[Dataset entries]
★ ★ ★ ★

use crate::fingerprint;
use serde::{Deserialize, Serialize};
use std::cmp::Ordering;
use std::collections::{BTreeMap, BTreeSet};
use strum_macros::{EnumIter, IntoStaticStr};
use time::OffsetDateTime;

pub type Labels = BTreeMap<String, String>;

/// Label name -> label value -> colors.
pub type LabelsColorMap = BTreeMap<String, BTreeMap<String, LabelColors>>;

/// Label name -> label value -> number of alerts carrying it.
pub type LabelsCountMap = BTreeMap<String, BTreeMap<String, usize>>;

#[derive(
    Clone,
    Copy,
    Debug,
    Default,
    Deserialize,
    EnumIter,
    Eq,
    Hash,
    IntoStaticStr,
    Ord,
    PartialEq,
    PartialOrd,
    Serialize,
)]
#[serde(rename_all = "snake_case")]
#[strum(serialize_all = "snake_case")]
pub enum AlertState {
    #[default]
    Unprocessed,
    Active,
    Suppressed,
}

impl AlertState {
    /// Parses the state string reported by an Alertmanager. Unknown states are
    /// treated as unprocessed.
    pub fn from_upstream(state: &str) -> Self {
        match state {
            "active" => Self::Active,
            "suppressed" => Self::Suppressed,
            _ => Self::Unprocessed,
        }
    }

    pub fn as_str(self) -> &'static str {
        self.into()
    }
}

#[derive(Clone, Debug, Deserialize, Eq, PartialEq, Serialize)]
#[serde(rename_all = "camelCase")]
pub struct Alert {
    pub labels: Labels,

    #[serde(default)]
    pub annotations: BTreeMap<String, String>,

    #[serde(with = "time::serde::rfc3339")]
    pub starts_at: OffsetDateTime,

    #[serde(with = "time::serde::rfc3339")]
    pub ends_at: OffsetDateTime,

    #[serde(default, rename = "generatorURL")]
    pub generator_url: String,

    pub state: AlertState,

    #[serde(default)]
    pub silenced_by: Vec<String>,

    #[serde(default)]
    pub inhibited_by: Vec<String>,

    #[serde(default)]
    pub receiver: String,

    /// Annotations whose values were absolute URLs, keyed by annotation name.
    #[serde(default)]
    pub links: BTreeMap<String, String>,

    /// Content hash of the alert as it was received.
    #[serde(default)]
    pub fingerprint: String,

    /// Hash of the labels only.
    #[serde(default)]
    pub id: String,

    /// Every Alertmanager that reported this alert, in discovery order.
    #[serde(default)]
    pub alertmanager: Vec<AlertmanagerInstance>,
}

impl Alert {
    pub fn is_silenced(&self) -> bool {
        self.state == AlertState::Suppressed && !self.silenced_by.is_empty()
    }
}

/// Provenance of an alert: the Alertmanager it came from and the silences on
/// that Alertmanager that matched it.
#[derive(Clone, Debug, Deserialize, Eq, PartialEq, Serialize)]
pub struct AlertmanagerInstance {
    pub name: String,
    pub uri: String,
    #[serde(default)]
    pub silences: BTreeMap<String, Silence>,
}

#[derive(Clone, Debug, Deserialize, Eq, PartialEq, Serialize)]
#[serde(rename_all = "camelCase")]
pub struct Silence {
    pub id: String,

    pub matchers: Vec<Matcher>,

    #[serde(with = "time::serde::rfc3339")]
    pub starts_at: OffsetDateTime,

    #[serde(with = "time::serde::rfc3339")]
    pub ends_at: OffsetDateTime,

    #[serde(with = "time::serde::rfc3339")]
    pub created_at: OffsetDateTime,

    #[serde(default)]
    pub created_by: String,

    #[serde(default)]
    pub comment: String,

    #[serde(default, rename = "jiraID")]
    pub jira_id: Option<String>,

    #[serde(default, rename = "jiraURL")]
    pub jira_url: Option<String>,
}

#[derive(Clone, Debug, Deserialize, Eq, PartialEq, Serialize)]
#[serde(rename_all = "camelCase")]
pub struct Matcher {
    pub name: String,
    pub value: String,
    #[serde(default)]
    pub is_regex: bool,
}

#[derive(Clone, Debug, Deserialize, Eq, PartialEq, Serialize)]
#[serde(rename_all = "camelCase")]
pub struct AlertGroup {
    pub receiver: String,

    /// The grouping key.
    pub labels: Labels,

    pub alerts: Vec<Alert>,

    #[serde(default)]
    pub id: String,

    /// Checksum over the fingerprints of the contained alerts.
    #[serde(default)]
    pub hash: String,

    #[serde(default)]
    pub state_count: BTreeMap<AlertState, usize>,
}

impl AlertGroup {
    pub fn new(receiver: String, labels: Labels, alerts: Vec<Alert>) -> Self {
        Self {
            receiver,
            labels,
            alerts,
            id: String::new(),
            hash: String::new(),
            state_count: BTreeMap::new(),
        }
    }

    /// Sorts the alerts and recomputes `hash` and `state_count` from them.
    ///
    /// Must be called after every change to the alert list.
    pub fn finalize(&mut self) {
        self.alerts.sort_by(compare_alerts);

        self.hash = fingerprint::group_hash(self.alerts.iter().map(|alert| alert.fingerprint.as_str()));

        self.state_count.clear();
        for alert in &self.alerts {
            *self.state_count.entry(alert.state).or_default() += 1;
        }
    }
}

/// Newest first, ties broken by fingerprint. Total as long as fingerprints are
/// distinct.
pub fn compare_alerts(a: &Alert, b: &Alert) -> Ordering {
    b.starts_at
        .cmp(&a.starts_at)
        .then_with(|| a.fingerprint.cmp(&b.fingerprint))
}

#[derive(Clone, Copy, Debug, Deserialize, Eq, PartialEq, Serialize)]
pub struct Color {
    pub red: u8,
    pub green: u8,
    pub blue: u8,
    pub alpha: u8,
}

impl Color {
    pub const fn rgb(red: u8, green: u8, blue: u8) -> Self {
        Self {
            red,
            green,
            blue,
            alpha: 255,
        }
    }

    /// Perceived brightness on a 0-255 scale (YIQ).
    pub fn brightness(&self) -> u32 {
        (self.red as u32 * 299 + self.green as u32 * 587 + self.blue as u32 * 114) / 1000
    }
}

#[derive(Clone, Copy, Debug, Deserialize, Eq, PartialEq, Serialize)]
pub struct LabelColors {
    pub font: Color,
    pub background: Color,
}

#[derive(Clone, Debug, Deserialize, Eq, PartialEq, Serialize)]
pub struct AutocompleteHint {
    /// Text presented to the user.
    pub value: String,

    /// Typeahead input that should match this hint.
    pub tokens: BTreeSet<String>,
}
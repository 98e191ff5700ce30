use crate::models::{Alert, AlertState, Silence};
use crate::service::alertmanager::PullContext;
use crate::service::enrichment::{EnrichmentConfig, Enricher};
use crate::service::Metrics;
use axum::extract::{OriginalUri, State};
use axum::http::StatusCode;
use axum::response::{IntoResponse, Response};
use axum::{Json, Router};
use futures::{Future, FutureExt};
use parking_lot::Mutex;
use serde_json::{json, Value};
use std::collections::{BTreeMap, HashMap};
use std::net::SocketAddr;
use std::panic::AssertUnwindSafe;
use std::sync::Arc;
use std::time::Duration;
use time::format_description::well_known::Rfc3339;
use time::OffsetDateTime;
use tokio::task::JoinHandle;
use url::Url;

#[macro_export]
macro_rules! assert_matches {
    ($expression:expr, $pattern:pat $( if $guard: expr )? $(,)?) => {
        match $expression {
            $pattern $( if $guard )? => (),
            o => ::core::panic!("match did not pass; got: {:?}", o)
        }
    }
}

pub async fn run_test<S, T, X, Y, Z>(
    setup: impl FnOnce() -> X,
    cleanup: impl FnOnce(T) -> Y,
    test: impl FnOnce(S) -> Z,
) where
    X: Future<Output = (S, T)>,
    Y: Future<Output = ()>,
    Z: Future<Output = ()>,
{
    // Setup
    let (test_ctx, teardown_ctx) = setup().await;

    // Test
    let fut = AssertUnwindSafe(test(test_ctx));
    let result = fut.catch_unwind().await;

    // Teardown
    cleanup(teardown_ctx).await;
    assert!(result.is_ok())
}

/// What the mock Alertmanager answers on a path.
#[derive(Clone, Debug)]
pub enum MockResponse {
    Json(Value),
    Status(StatusCode),
    Delayed(Duration, Value),
}

#[derive(Default)]
struct MockState {
    responses: HashMap<String, MockResponse>,
    requests: Vec<String>,
}

/// An HTTP server on an ephemeral port that answers like an Alertmanager.
/// Paths without a configured response get a 404.
#[derive(Clone)]
pub struct MockUpstream {
    url: Url,
    state: Arc<Mutex<MockState>>,
}

impl MockUpstream {
    pub fn url(&self) -> &Url {
        &self.url
    }

    pub fn respond(&self, path: &str, response: MockResponse) {
        self.state
            .lock()
            .responses
            .insert(path.to_owned(), response);
    }

    pub fn respond_json(&self, path: &str, body: Value) {
        self.respond(path, MockResponse::Json(body));
    }

    /// Every request received so far, as path and query.
    pub fn requests(&self) -> Vec<String> {
        self.state.lock().requests.clone()
    }
}

pub struct MockCleanup {
    server: JoinHandle<()>,
}

async fn mock_handler(
    State(state): State<Arc<Mutex<MockState>>>,
    OriginalUri(uri): OriginalUri,
) -> Response {
    let response = {
        let mut state = state.lock();
        let request = uri
            .path_and_query()
            .map(|path_and_query| path_and_query.as_str().to_owned())
            .unwrap_or_else(|| uri.path().to_owned());
        state.requests.push(request);
        state.responses.get(uri.path()).cloned()
    };

    match response {
        Some(MockResponse::Json(body)) => Json(body).into_response(),
        Some(MockResponse::Status(status)) => status.into_response(),
        Some(MockResponse::Delayed(delay, body)) => {
            tokio::time::sleep(delay).await;
            Json(body).into_response()
        }
        None => StatusCode::NOT_FOUND.into_response(),
    }
}

pub async fn mock_setup() -> (MockUpstream, MockCleanup) {
    let state = Arc::new(Mutex::new(MockState::default()));
    let app = Router::new()
        .fallback(mock_handler)
        .with_state(state.clone());

    let server = axum::Server::bind(&SocketAddr::from(([127, 0, 0, 1], 0)))
        .serve(app.into_make_service());
    let addr = server.local_addr();
    let server = tokio::spawn(async move {
        server.await.expect("mock server error");
    });

    let url = Url::parse(&format!("http://{addr}/")).unwrap();

    (MockUpstream { url, state }, MockCleanup { server })
}

pub async fn mock_cleanup(cleanup: MockCleanup) {
    // Delayed responses may still be pending, so don't wait for them.
    cleanup.server.abort();
    let _ = cleanup.server.await;
}

pub async fn mock_pair_setup() -> ((MockUpstream, MockUpstream), (MockCleanup, MockCleanup)) {
    let (first, first_cleanup) = mock_setup().await;
    let (second, second_cleanup) = mock_setup().await;

    ((first, second), (first_cleanup, second_cleanup))
}

pub async fn mock_pair_cleanup((first, second): (MockCleanup, MockCleanup)) {
    mock_cleanup(first).await;
    mock_cleanup(second).await;
}

/// Wraps `data` in the `/api/v1` response envelope.
pub fn success(data: Value) -> Value {
    json!({ "status": "success", "data": data })
}

pub fn status_response(version: &str) -> Value {
    success(json!({
        "config": "",
        "versionInfo": {
            "branch": "master",
            "revision": "deadbeef",
            "version": version,
        },
        "uptime": "2023-01-01T00:00:00Z",
    }))
}

/// Pull context with a metrics registry of its own, so tests don't share
/// counters.
pub fn test_context(config: &EnrichmentConfig) -> PullContext {
    PullContext {
        adapters: Default::default(),
        enricher: Enricher::new(config),
        metrics: Metrics::new(&prometheus::Registry::new()).unwrap(),
    }
}

pub fn timestamp(value: &str) -> OffsetDateTime {
    OffsetDateTime::parse(value, &Rfc3339).unwrap()
}

/// An active alert for the `default` receiver.
pub fn alert(labels: &[(&str, &str)], starts_at: &str) -> Alert {
    let starts_at = timestamp(starts_at);

    Alert {
        labels: labels
            .iter()
            .map(|(name, value)| ((*name).to_owned(), (*value).to_owned()))
            .collect(),
        annotations: BTreeMap::new(),
        starts_at,
        ends_at: starts_at,
        generator_url: String::new(),
        state: AlertState::Active,
        silenced_by: Vec::new(),
        inhibited_by: Vec::new(),
        receiver: "default".to_owned(),
        links: BTreeMap::new(),
        fingerprint: String::new(),
        id: String::new(),
        alertmanager: Vec::new(),
    }
}

pub fn silence(id: &str, created_by: &str, comment: &str) -> Silence {
    Silence {
        id: id.to_owned(),
        matchers: Vec::new(),
        starts_at: timestamp("2023-01-01T00:00:00Z"),
        ends_at: timestamp("2023-01-02T00:00:00Z"),
        created_at: timestamp("2023-01-01T00:00:00Z"),
        created_by: created_by.to_owned(),
        comment: comment.to_owned(),
        jira_id: None,
        jira_url: None,
    }
}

★ ★ ★ ★

• Task to complete
Copy out each line of the data that holds the string "lock".

• Solution to this task
            .lock()
        self.state.lock().requests.clone()
        let mut state = state.lock();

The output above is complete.